NETL researchers develop technology solutions to difficult problems and have produced a wide range of available technologies. Collaborative opportunities are available with entrepreneurs, companies, universities and others to move lab-developed technologies to commercialization.

NETL technologies available for commercialization can be reviewed here. Information about the partnership and licensing mechanisms that NETL uses to enable collaborations and technology transfer is available here.
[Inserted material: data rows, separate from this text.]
#[tokio::test]
#[ignore]
async fn private_or_blocked_receivers_refuse_messages() {
    let state = state().await;
    let s = services(&state);
    let gina = user(&state, "gina").await;
    let hal = user(&state, "hal").await;
    let ivan = user(&state, "ivan").await;

    s.profile
        .update_profile(
            gina.user_id,
            ProfileUpdate {
                is_private: Some(true),
                ..Default::default()
            },
        )
        .await
        .unwrap();

    let err = s
        .messages
        .send_message(hal.user_id, message_to(&gina, "hi"))
        .await
        .unwrap_err();
    assert!(matches!(err, AppError::BadRequest(_)));

    s.blocks.block_user(ivan.user_id, hal.user_id).await.unwrap();
    let err = s
        .messages
        .send_message(hal.user_id, message_to(&ivan, "hi"))
        .await
        .unwrap_err();
    assert!(matches!(err, AppError::BadRequest(_)));
    let err = s
        .messages
        .send_message(ivan.user_id, message_to(&hal, "hi"))
        .await
        .unwrap_err();
    assert!(matches!(err, AppError::BadRequest(_)));

    let conversation = s
        .messages
        .get_conversation(hal.user_id, ivan.user_id, Pagination::default())
        .await
        .unwrap();
    assert!(conversation.is_empty());
}

#[tokio::test]
#[ignore]
async fn reacting_again_replaces_the_reaction() {
    let state = state().await;
    let s = services(&state);
    let jo = user(&state, "jo").await;
    let kim = user(&state, "kim").await;

    let message = s
        .messages
        .send_message(jo.user_id, message_to(&kim, "lunch?"))
        .await
        .unwrap();

    s.messages
        .react_to_message(message.message_id, kim.user_id, ReactionType::ThumbsUp)
        .await
        .unwrap();
    let second = s
        .messages
        .react_to_message(message.message_id, kim.user_id, ReactionType::Laugh)
        .await
        .unwrap();
    assert_eq!(second.reaction_type, ReactionType::Laugh);

    let reactions: Vec<String> = state
        .graph
        .fetch_all(
            neo4rs::query(
                "MATCH (:User {user_id: $user_id})-[r:REACTED]->(:Message {message_id: $message_id})
                 RETURN r.reaction AS reaction",
            )
            .param("user_id", kim.user_id.to_string())
            .param("message_id", message.message_id.to_string()),
            "reaction",
        )
        .await
        .unwrap();
    assert_eq!(reactions, vec![ReactionType::Laugh.as_str().to_string()]);

    let outsider = user(&state, "lee").await;
    let err = s
        .messages
        .react_to_message(message.message_id, outsider.user_id, ReactionType::Like)
        .await
        .unwrap_err();
    assert!(matches!(err, AppError::Forbidden(_)));
}

#[tokio::test]
#[ignore]
async fn notifications_to_self_are_skipped() {
    let state = state().await;
    let s = services(&state);
    let mo = user(&state, "mo").await;
    let post = s
        .posts
        .create_post(mo.user_id, post_payload("own"))
        .await
        .unwrap();

    let created = s
        .notifications
        .create(&Notification::new(
            NotificationType::LikedPost,
            mo.user_id,
            mo.user_id,
            post.post_id,
        ))
        .await
        .unwrap();
    assert!(created.is_none());

    s.likes.like_post(mo.user_id, post.post_id).await.unwrap();
    let inbox = s
        .notifications
        .list(mo.user_id, false, Pagination::default())
        .await
        .unwrap();
    assert!(inbox.is_empty());
}
use chrono::{DateTime, Utc};
use serde::{Deserialize, Serialize};
use uuid::Uuid;
use validator::Validate;

#[derive(Debug, Clone, Serialize, Deserialize)]
pub struct Post {
    pub post_id: Uuid,
    pub creator_id: Uuid,
    #[serde(default)]
    pub title: Option<String>,
    #[serde(default)]
    pub description: Option<String>,
    #[serde(default)]
    pub hashtags: Vec<String>,
    #[serde(default)]
    pub is_private: bool,
    #[serde(default = "default_true")]
    pub allows_comments: bool,
    pub video_s3_key: String,
    #[serde(default)]
    pub thumbnail_s3_key: Option<String>,
    #[serde(default)]
    pub duration_seconds: f64,
    pub created_at: DateTime<Utc>,
    #[serde(default)]
    pub updated_at: Option<DateTime<Utc>>,
    #[serde(default)]
    pub view_count: i64,
    #[serde(default)]
    pub like_count: i64,
    #[serde(default)]
    pub comment_count: i64,
    #[serde(default)]
    pub share_count: i64,
    #[serde(default)]
    pub bookmark_count: i64,
    #[serde(default, skip_serializing)]
    pub embedding: Option<Vec<f64>>,
}

fn default_true() -> bool {
    true
}

/// Storage keys point at objects uploaded out of band
#[derive(Debug, Clone, Deserialize, Validate)]
pub struct PostCreate {
    #[validate(length(max = 150))]
    pub title: Option<String>,
    #[validate(length(max = 2200))]
    pub description: Option<String>,
    #[serde(default)]
    #[validate(length(max = 30))]
    pub hashtags: Vec<String>,
    #[serde(default)]
    pub is_private: bool,
    #[serde(default = "default_true")]
    pub allows_comments: bool,
    #[validate(length(min = 1))]
    pub video_s3_key: String,
    pub thumbnail_s3_key: Option<String>,
    #[serde(default)]
    #[validate(range(min = 0.0))]
    pub duration_seconds: f64,
}

#[derive(Debug, Clone, Default, Deserialize, Validate)]
pub struct PostUpdate {
    #[validate(length(max = 150))]
    pub title: Option<String>,
    #[validate(length(max = 2200))]
    pub description: Option<String>,
    #[validate(length(max = 30))]
    pub hashtags: Option<Vec<String>>,
    pub is_private: Option<bool>,
    pub allows_comments: Option<bool>,
}

impl PostUpdate {
    pub fn is_empty(&self) -> bool {
        self.title.is_none()
            && self.description.is_none()
            && self.hashtags.is_none()
            && self.is_private.is_none()
            && self.allows_comments.is_none()
    }
}

/// Hashtags are stored lowercase without the leading `#`
pub fn normalize_hashtags(tags: &[String]) -> Vec<String> {
    let mut out: Vec<String> = Vec::with_capacity(tags.len());
    for tag in tags {
        let t = tag.trim().trim_start_matches('#').to_lowercase();
        if !t.is_empty() && !out.contains(&t) {
            out.push(t);
        }
    }
    out
}

#[cfg(test)]
mod tests {
    use super::*;

    #[test]
    fn test_normalize_hashtags() {
        let tags = vec![
            "#Rust".to_string(),
            "rust".to_string(),
            "  #Dating ".to_string(),
            "#".to_string(),
        ];
        assert_eq!(normalize_hashtags(&tags), vec!["rust", "dating"]);
    }

    #[test]
    fn test_post_create_requires_video_key() {
        let payload: PostCreate = serde_json::from_value(serde_json::json!({
            "title": "hello",
            "video_s3_key": ""
        }))
        .unwrap();
        assert!(payload.validate().is_err());
        assert!(payload.allows_comments);
    }

    #[test]
    fn test_empty_update_detected() {
        assert!(PostUpdate::default().is_empty());
        let update = PostUpdate {
            is_private: Some(true),
            ..Default::default()
        };
        assert!(!update.is_empty());
    }
}
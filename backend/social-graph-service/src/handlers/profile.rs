use crate::app_state::AppState;
use crate::domain::user::{LocationUpdate, ProfileUpdate, ProfileView};
use crate::error::{AppError, Result};
use crate::handlers::SearchQuery;
use crate::middleware::{CurrentUser, UserId};
use actix_web::{web, HttpResponse};
use uuid::Uuid;

/// GET /api/me
pub async fn me(user: CurrentUser) -> Result<HttpResponse> {
    Ok(HttpResponse::Ok().json(user.0))
}

/// GET /api/profile/me
pub async fn get_own_profile(state: web::Data<AppState>, user: UserId) -> Result<HttpResponse> {
    let profile = state.services.profile.get_user(user.0).await?;
    Ok(HttpResponse::Ok().json(ProfileView::Full(Box::new(profile))))
}

/// PUT /api/profile/me
pub async fn update_own_profile(
    state: web::Data<AppState>,
    user: UserId,
    body: web::Json<ProfileUpdate>,
) -> Result<HttpResponse> {
    let updated = state
        .services
        .profile
        .update_profile(user.0, body.into_inner())
        .await?;
    Ok(HttpResponse::Ok().json(updated))
}

/// GET /api/profile/search?q=
pub async fn search_profiles(
    state: web::Data<AppState>,
    user: UserId,
    query: web::Query<SearchQuery>,
) -> Result<HttpResponse> {
    let page = query.page()?;
    let ranked = state
        .services
        .profile
        .search_profiles(user.0, &query.q, page)
        .await?;
    Ok(HttpResponse::Ok().json(ranked))
}

/// GET /api/profile/{user_id}
pub async fn get_profile(
    state: web::Data<AppState>,
    user: UserId,
    path: web::Path<Uuid>,
) -> Result<HttpResponse> {
    let view = state
        .services
        .profile
        .get_profile(path.into_inner(), Some(user.0))
        .await?;
    Ok(HttpResponse::Ok().json(view))
}

/// PUT /api/profile/{user_id}/location
pub async fn update_location(
    state: web::Data<AppState>,
    user: UserId,
    path: web::Path<Uuid>,
    body: web::Json<LocationUpdate>,
) -> Result<HttpResponse> {
    let user_id = path.into_inner();
    if user_id != user.0 {
        return Err(AppError::forbidden("You can only update your own location"));
    }
    let updated = state
        .services
        .profile
        .update_location(user_id, body.into_inner())
        .await?;
    Ok(HttpResponse::Ok().json(updated))
}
NETL is a U.S. Department of Energy national laboratory that produces technological solutions for America’s energy challenges. From developing creative innovations and efficient energy systems that make coal more competitive, to advancing technologies that enhance oil and natural gas extraction and transmission processes, NETL research is providing breakthroughs and discoveries that support home-grown energy initiatives, stimulate a growing economy, and improve the health, safety, and security of all Americans.

Highly skilled men and women at three NETL research sites – Albany, Oregon; Morgantown, West Virginia; and Pittsburgh, Pennsylvania – conduct a broad range of research activities that support DOE’s mission to advance the national, economic, and energy security of the United States.